IBA Rules. The IBA Rules reflect the prevailing consensus with respect to the taking of evidence in international arbitration. In Procedural Order 1, I typically note that I may refer to the IBA Rules for guidance in the conduct of the proceedings and no party has ever objected to this or suggested that I should refer to the Prague Rules instead.
In all events, however, I am not sure that the two sets of Rules would be as different in practice as one might think. This is because the differences seem to me to be more matters of emphasis than fundamentals.
Both the IBA Rules and the Prague Rules give arbitrators ample discretion to craft solutions that make sense in light of the circumstances of the particular case. Does a reference to one set of Rules as opposed to the other lead arbitrators to exercise their discretion in a materially different way? Maybe. But if I had to guess, I’d say, “Probably not.” Unless and until the Prague Rules gain greater currency, however, it’s hard to know.
10. What do you see as the next “big thing” in global dispute prevention and resolution?
I will be interested to see how expedited rules may come to affect arbitral rules more generally. Many institutions now have expedited rules that provide for streamlined proceedings. These rules are often designed with smaller cases in mind, but it may be that they ultimately point the way to making arbitral proceedings more efficient across the board.
11. For which types of conflicts would you recommend ADR?
I am usually hesitant to suggest ADR to parties appearing before me. In the cases where I sit, the parties and counsel are almost universally sophisticated and experienced. I figure that they are aware of mediation and other forms of ADR and have considered those options. If they have not gone down that route, there is usually a good reason.
Having said this, I have on rare occasion had cases where I have suggested mediation at the outset. These cases typically concerned situations where the parties had an ongoing relationship that it would be to their mutual advantage to preserve and the dispute seemed to arise from a breakdown in relationships between key individuals. In short, they were textbook examples of the types of situations that can often be successfully mediated.

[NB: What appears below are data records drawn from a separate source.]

use anyhow::Result;
use tracing::debug;

use crate::context::GenerationContext;
use crate::graph::inputs;
use crate::media::MediaKind;
use crate::params::{keys, sections};
use crate::postprocess::{save_animation, FINAL_SAVE_ID};
use crate::prompt::{has_extend, parse_prompt};
use crate::registry::PipelineStage;
use crate::sampling::{creativity_start_step, KSamplerSpec, SamplerChoice};
use crate::upscale::PREVIEW_SAVE_ID;

const DEFAULT_STEPS: u32 = 20;
const DEFAULT_CFG: f64 = 7.0;
const DEFAULT_INIT_IMAGE_CREATIVITY: f64 = 0.6;

/// `model` -> `CheckpointLoaderSimple` "4".
#[derive(Debug, Default)]
pub struct LoadModelStage;

impl PipelineStage for LoadModelStage {
    fn name(&self) -> &str {
        "load-model"
    }

    fn run(&self, ctx: &mut GenerationContext<'_>) -> Result<()> {
        let Some(entry) = ctx.params().model(ctx.models(), keys::MODEL)? else {
            debug!("No base model selected");
            return Ok(());
        };
        let loaded = ctx.load_checkpoint(&entry, Some("4"))?;
        ctx.current_vae = Some(loaded.vae.clone());
        ctx.base_model = Some(loaded);
        Ok(())
    }
}

/// Encodes the base prompt pair as "6" and "7".
#[derive(Debug, Default)]
pub struct PromptStage;

impl PipelineStage for PromptStage {
    fn name(&self) -> &str {
        "prompt"
    }

    fn run(&self, ctx: &mut GenerationContext<'_>) -> Result<()> {
        let Some(clip) = ctx.base_model.as_ref().map(|loaded| loaded.clip.clone()) else {
            return Ok(());
        };
        let params = ctx.params();
        let prompt = parse_prompt(&params.prompt())?.base;
        ctx.positive = Some(ctx.encode_prompt(&clip, &prompt, Some("6"))?);
        ctx.negative = Some(ctx.encode_prompt(&clip, &params.negative_prompt(), Some("7"))?);
        Ok(())
    }
}

/// `init_image` as `LoadImage` "15", otherwise an empty latent "5".
#[derive(Debug, Default)]
pub struct InitialMediaStage;

impl PipelineStage for InitialMediaStage {
    fn name(&self) -> &str {
        "initial-media"
    }

    fn run(&self, ctx: &mut GenerationContext<'_>) -> Result<()> {
        let params = ctx.params();
        if let Some(image) = params.try_get::<String>(keys::INIT_IMAGE) {
            let loaded = ctx.create_node_with_id("LoadImage", inputs([("image", image.into())]), "15")?;
            ctx.advance_media(loaded.out(0), MediaKind::RawImage);
            return Ok(());
        }
        if ctx.base_model.is_none() {
            return Ok(());
        }
        let empty = ctx.create_node_with_id(
            "EmptyLatentImage",
            inputs([
                ("width", params.image_width().into()),
                ("height", params.image_height().into()),
                ("batch_size", 1.into()),
            ]),
            "5",
        )?;
        ctx.advance_media(empty.out(0), MediaKind::Latent);
        Ok(())
    }
}

/// First image pass, `SwarmKSampler` "10".
#[derive(Debug, Default)]
pub struct BaseSamplerStage;

impl PipelineStage for BaseSamplerStage {
    fn name(&self) -> &str {
        "base-sampler"
    }

    fn run(&self, ctx: &mut GenerationContext<'_>) -> Result<()> {
        let (Some(loaded), Some(positive), Some(negative)) = (
            ctx.base_model.clone(),
            ctx.positive.clone(),
            ctx.negative.clone(),
        ) else {
            return Ok(());
        };
        if ctx.media().is_none() {
            return Ok(());
        }
        let params = ctx.params();
        let steps = params
            .get_in(keys::STEPS, sections::BASE, true)
            .unwrap_or(DEFAULT_STEPS);
        let cfg = params
            .get_in(keys::CFG_SCALE, sections::BASE, true)
            .unwrap_or(DEFAULT_CFG);

        let mut start_at_step = 0;
        if params.contains(keys::INIT_IMAGE) {
            let creativity = params.get(keys::INIT_IMAGE_CREATIVITY, DEFAULT_INIT_IMAGE_CREATIVITY);
            if creativity <= 0.0 {
                debug!("Init image creativity is zero, keeping the image unsampled");
                return Ok(());
            }
            start_at_step = creativity_start_step(steps, creativity);
        }

        let latent = ctx.ensure_kind(MediaKind::Latent)?;
        let mut spec = KSamplerSpec::new(
            loaded.model,
            positive,
            negative,
            latent,
            params.seed(),
            steps,
            cfg,
        );
        spec.sampler = SamplerChoice::for_section(params, sections::BASE);
        spec.start_at_step = start_at_step;
        let sampled = spec.emit(ctx, Some("10"))?;
        ctx.advance_media(sampled, MediaKind::Latent);
        Ok(())
    }
}

/// Latent media to pixels, `VAEDecode` "8".
#[derive(Debug, Default)]
pub struct DecodeStage;

impl PipelineStage for DecodeStage {
    fn name(&self) -> &str {
        "decode"
    }

    fn run(&self, ctx: &mut GenerationContext<'_>) -> Result<()> {
        match ctx.media().map(|media| media.kind) {
            None | Some(MediaKind::RawImage) => return Ok(()),
            Some(_) => {}
        }
        let latent = ctx.ensure_kind(MediaKind::Latent)?;
        let vae = ctx.require_vae()?;
        let decoded = ctx.create_node_with_id(
            "VAEDecode",
            inputs([("samples", latent.into()), ("vae", vae.into())]),
            "8",
        )?;
        ctx.advance_media(decoded.out(0), MediaKind::RawImage);
        Ok(())
    }
}

/// Saves the image result: "9", or a preview "30" when a video step follows.
#[derive(Debug, Default)]
pub struct SaveImageStage;

impl PipelineStage for SaveImageStage {
    fn name(&self) -> &str {
        "save-image"
    }

    fn run(&self, ctx: &mut GenerationContext<'_>) -> Result<()> {
        if ctx.media().is_none() {
            return Ok(());
        }
        let params = ctx.params();
        let video_follows = params.contains(keys::VIDEO_MODEL) || has_extend(&params.prompt());
        if video_follows {
            let fps = ctx
                .media()
                .and_then(|media| media.fps)
                .unwrap_or(ctx.defaults().default_video_fps);
            let format = params
                .get(keys::VIDEO_FORMAT, "h264-mp4".to_string())
                .to_lowercase();
            save_animation(ctx, fps, &format, Some(PREVIEW_SAVE_ID))?;
            return Ok(());
        }

        let images = ctx.ensure_kind(MediaKind::RawImage)?;
        ctx.create_node_with_id(
            "SwarmSaveImageWS",
            inputs([("images", images.into())]),
            FINAL_SAVE_ID,
        )?;
        Ok(())
    }
}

In these circumstances, I suggested that the parties might want to consider mediation and explained why – not because I thought the parties had failed to consider it, but to clear my own conscience. I just didn’t feel comfortable moving ahead with the arbitration without disclosing to them that I thought mediation might well allow them to reach a more constructive outcome more quickly and more cheaply.
12. In your view, what makes CPR unique?
CPR is a think tank that general counsel created 40 years ago to find ways to prevent disputes and promote the efficient resolution of any disputes that do arise. Through CPR, in-house counsel, practitioners, neutrals and academics collaborate to find innovative solutions to some of the field’s most vexing problems. It is CPR’s members who develop its rules to ensure that they are always in sync with users’ needs.
13. Do you have an anecdote you would like to share?
My decision to leave New York and go to the ICC was more fraught than one might initially assume. While I wanted to move to Paris and specialize in arbitration, it also required me to step outside my comfort zone. Apart from a college year abroad at Cambridge, I had never lived outside the US. My French was rusty (to put it mildly). Since law school, I had only ever worked in large law firms. Leaving Big Law in New York for the ICC would mean leaving all my friends. It would also mean taking a hefty pay cut.
As it came time for me to take my decision, I started getting cold feet and felt unsure about what I should do. I called Hans Smit to talk things over. He listened patiently as I explained my fears and reservations and then said, “Jennifer, will you please just go and lead an interesting life.” Thanks to Hans, that is what I’ve been doing ever since.